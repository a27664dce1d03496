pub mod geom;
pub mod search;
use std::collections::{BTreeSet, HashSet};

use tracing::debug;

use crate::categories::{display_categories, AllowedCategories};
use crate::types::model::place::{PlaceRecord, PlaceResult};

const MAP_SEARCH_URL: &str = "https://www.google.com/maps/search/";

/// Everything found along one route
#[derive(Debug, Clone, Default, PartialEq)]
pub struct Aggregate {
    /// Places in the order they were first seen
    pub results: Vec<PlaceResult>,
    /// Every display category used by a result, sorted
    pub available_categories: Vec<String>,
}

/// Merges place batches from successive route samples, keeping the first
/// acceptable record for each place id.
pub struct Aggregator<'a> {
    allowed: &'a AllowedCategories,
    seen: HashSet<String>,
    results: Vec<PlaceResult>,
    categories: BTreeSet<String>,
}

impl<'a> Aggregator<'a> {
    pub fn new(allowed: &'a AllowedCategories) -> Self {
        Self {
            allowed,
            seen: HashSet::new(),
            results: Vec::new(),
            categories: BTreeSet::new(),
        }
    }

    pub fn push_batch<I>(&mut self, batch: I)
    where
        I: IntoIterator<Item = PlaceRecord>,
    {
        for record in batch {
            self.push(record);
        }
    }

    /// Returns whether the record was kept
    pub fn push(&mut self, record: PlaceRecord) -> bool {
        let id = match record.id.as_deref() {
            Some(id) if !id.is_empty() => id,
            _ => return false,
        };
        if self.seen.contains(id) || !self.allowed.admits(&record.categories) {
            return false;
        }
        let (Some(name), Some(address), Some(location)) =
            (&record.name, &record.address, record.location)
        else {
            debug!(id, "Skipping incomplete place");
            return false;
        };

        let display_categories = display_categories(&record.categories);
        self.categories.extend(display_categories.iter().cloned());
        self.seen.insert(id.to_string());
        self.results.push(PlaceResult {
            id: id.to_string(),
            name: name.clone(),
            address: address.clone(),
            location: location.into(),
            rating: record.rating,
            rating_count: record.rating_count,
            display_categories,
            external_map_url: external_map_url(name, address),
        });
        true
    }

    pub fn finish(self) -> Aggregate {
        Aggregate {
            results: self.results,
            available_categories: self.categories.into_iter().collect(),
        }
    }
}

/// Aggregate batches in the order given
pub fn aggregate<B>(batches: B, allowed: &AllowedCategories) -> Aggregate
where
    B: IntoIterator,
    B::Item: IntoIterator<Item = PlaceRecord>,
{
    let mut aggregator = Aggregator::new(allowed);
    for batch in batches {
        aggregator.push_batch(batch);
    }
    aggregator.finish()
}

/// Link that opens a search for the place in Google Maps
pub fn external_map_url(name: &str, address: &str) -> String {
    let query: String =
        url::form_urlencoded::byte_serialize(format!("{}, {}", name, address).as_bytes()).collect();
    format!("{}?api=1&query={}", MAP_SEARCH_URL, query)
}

#####

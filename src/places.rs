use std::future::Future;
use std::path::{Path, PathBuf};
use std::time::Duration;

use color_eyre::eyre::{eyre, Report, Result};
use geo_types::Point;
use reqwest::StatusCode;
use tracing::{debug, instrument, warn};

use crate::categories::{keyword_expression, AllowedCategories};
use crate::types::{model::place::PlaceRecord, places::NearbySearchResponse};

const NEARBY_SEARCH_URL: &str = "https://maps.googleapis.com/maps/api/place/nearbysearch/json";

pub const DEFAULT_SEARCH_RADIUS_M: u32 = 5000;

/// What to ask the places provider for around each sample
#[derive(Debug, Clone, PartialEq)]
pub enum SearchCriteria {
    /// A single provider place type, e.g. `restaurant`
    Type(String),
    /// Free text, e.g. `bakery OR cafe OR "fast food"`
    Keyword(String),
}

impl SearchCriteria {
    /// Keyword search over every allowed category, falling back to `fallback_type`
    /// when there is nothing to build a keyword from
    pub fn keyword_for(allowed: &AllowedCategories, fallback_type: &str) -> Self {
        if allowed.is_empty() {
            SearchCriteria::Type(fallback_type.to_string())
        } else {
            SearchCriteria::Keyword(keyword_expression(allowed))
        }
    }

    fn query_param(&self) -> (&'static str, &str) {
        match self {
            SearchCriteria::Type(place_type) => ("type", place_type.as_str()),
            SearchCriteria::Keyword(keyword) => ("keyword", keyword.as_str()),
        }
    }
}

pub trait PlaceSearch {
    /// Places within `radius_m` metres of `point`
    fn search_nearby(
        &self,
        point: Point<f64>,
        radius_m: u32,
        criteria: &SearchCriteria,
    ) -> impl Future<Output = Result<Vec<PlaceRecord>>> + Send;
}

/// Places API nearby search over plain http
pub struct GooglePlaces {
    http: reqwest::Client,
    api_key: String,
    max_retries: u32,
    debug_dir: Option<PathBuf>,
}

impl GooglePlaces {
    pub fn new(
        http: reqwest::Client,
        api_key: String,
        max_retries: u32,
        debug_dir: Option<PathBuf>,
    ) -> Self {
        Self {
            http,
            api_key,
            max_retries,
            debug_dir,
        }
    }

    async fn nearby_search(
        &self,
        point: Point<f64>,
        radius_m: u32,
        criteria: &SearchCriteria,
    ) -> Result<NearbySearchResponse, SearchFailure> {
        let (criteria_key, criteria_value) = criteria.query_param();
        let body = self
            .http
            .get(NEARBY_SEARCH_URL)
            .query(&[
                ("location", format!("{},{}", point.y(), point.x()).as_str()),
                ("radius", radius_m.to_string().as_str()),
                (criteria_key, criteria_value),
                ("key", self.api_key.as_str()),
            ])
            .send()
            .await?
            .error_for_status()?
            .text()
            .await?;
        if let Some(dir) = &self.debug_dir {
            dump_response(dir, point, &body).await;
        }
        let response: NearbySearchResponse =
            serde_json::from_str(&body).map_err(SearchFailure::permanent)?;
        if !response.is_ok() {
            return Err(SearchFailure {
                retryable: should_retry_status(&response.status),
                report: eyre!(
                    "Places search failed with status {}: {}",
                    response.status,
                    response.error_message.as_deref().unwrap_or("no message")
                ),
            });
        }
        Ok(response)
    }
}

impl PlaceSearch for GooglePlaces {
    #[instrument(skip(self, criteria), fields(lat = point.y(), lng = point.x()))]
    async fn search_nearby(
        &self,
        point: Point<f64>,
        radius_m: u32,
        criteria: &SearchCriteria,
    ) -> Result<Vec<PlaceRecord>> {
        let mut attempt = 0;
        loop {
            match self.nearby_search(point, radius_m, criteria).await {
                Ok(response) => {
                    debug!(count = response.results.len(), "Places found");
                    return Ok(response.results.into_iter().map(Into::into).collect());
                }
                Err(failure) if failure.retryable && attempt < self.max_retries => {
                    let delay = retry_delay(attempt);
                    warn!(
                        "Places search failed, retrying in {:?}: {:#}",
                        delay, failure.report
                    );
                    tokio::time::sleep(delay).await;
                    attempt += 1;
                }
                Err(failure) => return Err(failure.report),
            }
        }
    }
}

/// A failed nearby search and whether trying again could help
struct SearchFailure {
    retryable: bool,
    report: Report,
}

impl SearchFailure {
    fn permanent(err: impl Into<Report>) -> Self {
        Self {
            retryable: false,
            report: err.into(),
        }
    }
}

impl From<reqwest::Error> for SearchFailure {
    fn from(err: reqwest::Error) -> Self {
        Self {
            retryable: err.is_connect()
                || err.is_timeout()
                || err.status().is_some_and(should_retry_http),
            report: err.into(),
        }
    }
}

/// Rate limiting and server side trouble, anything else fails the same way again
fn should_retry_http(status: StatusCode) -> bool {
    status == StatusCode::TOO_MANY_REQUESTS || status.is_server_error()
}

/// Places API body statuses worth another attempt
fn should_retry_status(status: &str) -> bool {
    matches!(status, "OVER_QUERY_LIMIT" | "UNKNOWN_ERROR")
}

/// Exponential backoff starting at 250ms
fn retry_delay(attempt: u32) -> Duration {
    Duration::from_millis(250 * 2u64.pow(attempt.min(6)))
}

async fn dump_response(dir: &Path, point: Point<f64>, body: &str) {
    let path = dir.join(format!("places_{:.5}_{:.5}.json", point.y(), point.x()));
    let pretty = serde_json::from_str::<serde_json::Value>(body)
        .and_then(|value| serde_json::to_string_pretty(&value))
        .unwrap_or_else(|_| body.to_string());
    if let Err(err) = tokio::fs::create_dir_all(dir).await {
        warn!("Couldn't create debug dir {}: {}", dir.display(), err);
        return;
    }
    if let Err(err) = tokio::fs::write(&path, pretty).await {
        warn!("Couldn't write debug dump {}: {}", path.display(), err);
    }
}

#####

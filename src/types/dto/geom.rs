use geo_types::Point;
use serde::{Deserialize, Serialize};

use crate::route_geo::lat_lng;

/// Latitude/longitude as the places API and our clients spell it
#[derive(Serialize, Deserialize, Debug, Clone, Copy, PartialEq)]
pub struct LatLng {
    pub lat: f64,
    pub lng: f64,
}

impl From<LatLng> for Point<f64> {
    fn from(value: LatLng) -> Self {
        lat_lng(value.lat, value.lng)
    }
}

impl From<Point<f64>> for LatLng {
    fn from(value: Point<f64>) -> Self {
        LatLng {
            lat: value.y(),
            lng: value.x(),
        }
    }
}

#####

**Action item**
Set down, exactly as they stand above, the lines starting with the line with "repository a27664dce1d03496" and going on through the line with "#[derive(Debug, Clone, Default, PartialEq)]", and no others.

**Response**
repository a27664dce1d03496
pub mod geom;
pub mod search;
use std::collections::{BTreeSet, HashSet};

use tracing::debug;

use crate::categories::{display_categories, AllowedCategories};
use crate::types::model::place::{PlaceRecord, PlaceResult};

const MAP_SEARCH_URL: &str = "https://www.google.com/maps/search/";

/// Everything found along one route
#[derive(Debug, Clone, Default, PartialEq)]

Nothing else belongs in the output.